The task. From the entries below, return exactly the lines beginning at the one that contains "use std::sync::Arc;" and ending at the one that contains "and streamed increments", both of them included, and only those lines.

Records provided.
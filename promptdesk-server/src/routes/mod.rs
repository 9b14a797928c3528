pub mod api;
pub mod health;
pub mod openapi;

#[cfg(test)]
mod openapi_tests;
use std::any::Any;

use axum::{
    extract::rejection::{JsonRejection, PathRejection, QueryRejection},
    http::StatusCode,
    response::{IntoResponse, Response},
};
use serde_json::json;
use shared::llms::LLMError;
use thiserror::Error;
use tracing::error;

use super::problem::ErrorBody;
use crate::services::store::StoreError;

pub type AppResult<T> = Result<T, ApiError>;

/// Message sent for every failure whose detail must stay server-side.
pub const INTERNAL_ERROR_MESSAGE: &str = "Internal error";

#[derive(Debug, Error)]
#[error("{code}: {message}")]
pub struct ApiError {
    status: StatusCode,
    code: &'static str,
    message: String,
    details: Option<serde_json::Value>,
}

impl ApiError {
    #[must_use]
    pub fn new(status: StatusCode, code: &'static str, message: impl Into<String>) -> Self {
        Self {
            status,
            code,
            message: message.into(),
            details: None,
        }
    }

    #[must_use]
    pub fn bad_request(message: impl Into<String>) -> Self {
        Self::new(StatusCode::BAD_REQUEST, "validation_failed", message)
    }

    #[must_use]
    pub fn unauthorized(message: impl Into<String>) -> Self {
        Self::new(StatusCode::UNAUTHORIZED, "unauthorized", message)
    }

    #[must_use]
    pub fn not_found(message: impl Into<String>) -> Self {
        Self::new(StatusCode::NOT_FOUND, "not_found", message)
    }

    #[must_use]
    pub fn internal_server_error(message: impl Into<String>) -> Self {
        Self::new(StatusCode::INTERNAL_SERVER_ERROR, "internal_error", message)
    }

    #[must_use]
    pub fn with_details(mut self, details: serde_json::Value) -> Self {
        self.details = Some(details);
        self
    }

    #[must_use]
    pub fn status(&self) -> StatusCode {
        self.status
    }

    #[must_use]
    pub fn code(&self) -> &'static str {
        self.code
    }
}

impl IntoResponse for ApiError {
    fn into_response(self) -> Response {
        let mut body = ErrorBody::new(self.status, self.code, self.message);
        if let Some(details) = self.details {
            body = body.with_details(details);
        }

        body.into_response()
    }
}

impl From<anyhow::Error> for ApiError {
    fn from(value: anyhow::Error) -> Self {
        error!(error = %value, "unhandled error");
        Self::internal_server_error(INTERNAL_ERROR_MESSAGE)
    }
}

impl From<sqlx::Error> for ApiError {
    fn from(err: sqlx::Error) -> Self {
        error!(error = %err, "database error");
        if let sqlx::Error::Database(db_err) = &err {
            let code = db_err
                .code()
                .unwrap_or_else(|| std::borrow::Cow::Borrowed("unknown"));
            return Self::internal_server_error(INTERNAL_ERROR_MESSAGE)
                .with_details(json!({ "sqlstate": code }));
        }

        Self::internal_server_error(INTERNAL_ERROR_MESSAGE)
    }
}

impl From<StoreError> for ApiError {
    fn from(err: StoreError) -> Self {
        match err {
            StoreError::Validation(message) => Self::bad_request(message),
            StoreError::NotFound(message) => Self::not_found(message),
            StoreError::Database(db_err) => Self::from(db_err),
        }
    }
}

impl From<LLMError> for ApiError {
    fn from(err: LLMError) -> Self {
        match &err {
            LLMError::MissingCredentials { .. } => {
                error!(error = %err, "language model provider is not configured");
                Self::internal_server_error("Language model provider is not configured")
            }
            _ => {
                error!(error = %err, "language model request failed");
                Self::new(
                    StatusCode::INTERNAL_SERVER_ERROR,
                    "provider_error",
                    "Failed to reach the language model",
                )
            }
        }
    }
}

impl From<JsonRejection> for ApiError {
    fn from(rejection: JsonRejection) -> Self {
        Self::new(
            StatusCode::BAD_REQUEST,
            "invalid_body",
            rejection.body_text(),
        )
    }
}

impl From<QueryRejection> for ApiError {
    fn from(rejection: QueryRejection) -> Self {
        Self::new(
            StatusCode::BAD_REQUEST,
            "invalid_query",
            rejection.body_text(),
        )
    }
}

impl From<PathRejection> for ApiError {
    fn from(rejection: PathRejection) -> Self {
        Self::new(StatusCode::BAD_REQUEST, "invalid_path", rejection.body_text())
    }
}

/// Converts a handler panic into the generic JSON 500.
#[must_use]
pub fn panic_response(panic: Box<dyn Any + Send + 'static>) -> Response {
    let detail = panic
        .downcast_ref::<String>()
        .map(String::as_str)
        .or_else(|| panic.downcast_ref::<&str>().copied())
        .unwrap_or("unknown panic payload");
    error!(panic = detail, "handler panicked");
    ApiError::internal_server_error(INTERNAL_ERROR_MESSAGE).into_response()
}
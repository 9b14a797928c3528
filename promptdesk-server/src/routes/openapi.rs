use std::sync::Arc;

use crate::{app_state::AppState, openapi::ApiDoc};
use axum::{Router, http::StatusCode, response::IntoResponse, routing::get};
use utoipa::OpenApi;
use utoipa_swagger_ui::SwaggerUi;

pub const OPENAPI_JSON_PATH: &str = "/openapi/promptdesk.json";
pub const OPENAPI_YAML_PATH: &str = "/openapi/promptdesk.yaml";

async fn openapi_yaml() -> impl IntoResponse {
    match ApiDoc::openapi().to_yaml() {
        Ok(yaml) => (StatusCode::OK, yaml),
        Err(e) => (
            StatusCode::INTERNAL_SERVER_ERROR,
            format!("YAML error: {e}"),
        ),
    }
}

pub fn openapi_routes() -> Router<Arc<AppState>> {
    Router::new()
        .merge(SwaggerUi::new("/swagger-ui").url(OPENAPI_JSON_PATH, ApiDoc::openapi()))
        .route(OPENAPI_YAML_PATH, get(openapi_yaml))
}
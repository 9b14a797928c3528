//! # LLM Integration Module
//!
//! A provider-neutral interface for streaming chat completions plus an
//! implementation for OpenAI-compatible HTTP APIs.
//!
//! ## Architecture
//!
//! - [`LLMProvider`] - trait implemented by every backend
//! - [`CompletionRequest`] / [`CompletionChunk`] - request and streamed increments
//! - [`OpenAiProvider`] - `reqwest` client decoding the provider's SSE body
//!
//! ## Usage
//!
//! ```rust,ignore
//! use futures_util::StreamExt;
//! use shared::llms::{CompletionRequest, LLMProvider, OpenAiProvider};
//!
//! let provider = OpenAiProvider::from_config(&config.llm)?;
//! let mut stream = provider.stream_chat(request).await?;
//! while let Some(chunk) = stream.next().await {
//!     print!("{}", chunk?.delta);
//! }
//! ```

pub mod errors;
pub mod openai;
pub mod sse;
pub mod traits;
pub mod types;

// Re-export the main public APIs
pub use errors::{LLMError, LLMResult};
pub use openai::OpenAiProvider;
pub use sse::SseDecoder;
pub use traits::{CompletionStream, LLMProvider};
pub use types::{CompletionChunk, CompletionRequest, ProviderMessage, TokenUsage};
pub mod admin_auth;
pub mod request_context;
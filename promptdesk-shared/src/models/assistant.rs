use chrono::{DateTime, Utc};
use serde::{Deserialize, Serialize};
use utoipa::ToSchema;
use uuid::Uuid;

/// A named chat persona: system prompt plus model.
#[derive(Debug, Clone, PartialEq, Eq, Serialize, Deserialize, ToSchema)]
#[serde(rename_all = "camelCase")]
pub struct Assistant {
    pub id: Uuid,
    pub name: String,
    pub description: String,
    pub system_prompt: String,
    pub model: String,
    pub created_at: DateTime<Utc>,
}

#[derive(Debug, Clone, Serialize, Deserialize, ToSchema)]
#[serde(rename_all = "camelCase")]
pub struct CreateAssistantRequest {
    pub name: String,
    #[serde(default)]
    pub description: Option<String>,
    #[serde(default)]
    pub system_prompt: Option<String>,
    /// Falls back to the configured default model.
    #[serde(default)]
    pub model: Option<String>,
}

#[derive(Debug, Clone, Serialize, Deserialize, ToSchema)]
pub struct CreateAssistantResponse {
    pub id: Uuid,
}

Solution to this task.
use std::sync::Arc;

use crate::{app_state::AppState, openapi::ApiDoc};
use axum::{Router, http::StatusCode, response::IntoResponse, routing::get};
use utoipa::OpenApi;
use utoipa_swagger_ui::SwaggerUi;

pub const OPENAPI_JSON_PATH: &str = "/openapi/promptdesk.json";
pub const OPENAPI_YAML_PATH: &str = "/openapi/promptdesk.yaml";

async fn openapi_yaml() -> impl IntoResponse {
    match ApiDoc::openapi().to_yaml() {
        Ok(yaml) => (StatusCode::OK, yaml),
        Err(e) => (
            StatusCode::INTERNAL_SERVER_ERROR,
            format!("YAML error: {e}"),
        ),
    }
}

pub fn openapi_routes() -> Router<Arc<AppState>> {
    Router::new()
        .merge(SwaggerUi::new("/swagger-ui").url(OPENAPI_JSON_PATH, ApiDoc::openapi()))
        .route(OPENAPI_YAML_PATH, get(openapi_yaml))
}
repository 9b14a797928c3528
//! # LLM Integration Module
//!
//! A provider-neutral interface for streaming chat completions plus an
//! implementation for OpenAI-compatible HTTP APIs.
//!
//! ## Architecture
//!
//! - [`LLMProvider`] - trait implemented by every backend
//! - [`CompletionRequest`] / [`CompletionChunk`] - request and streamed increments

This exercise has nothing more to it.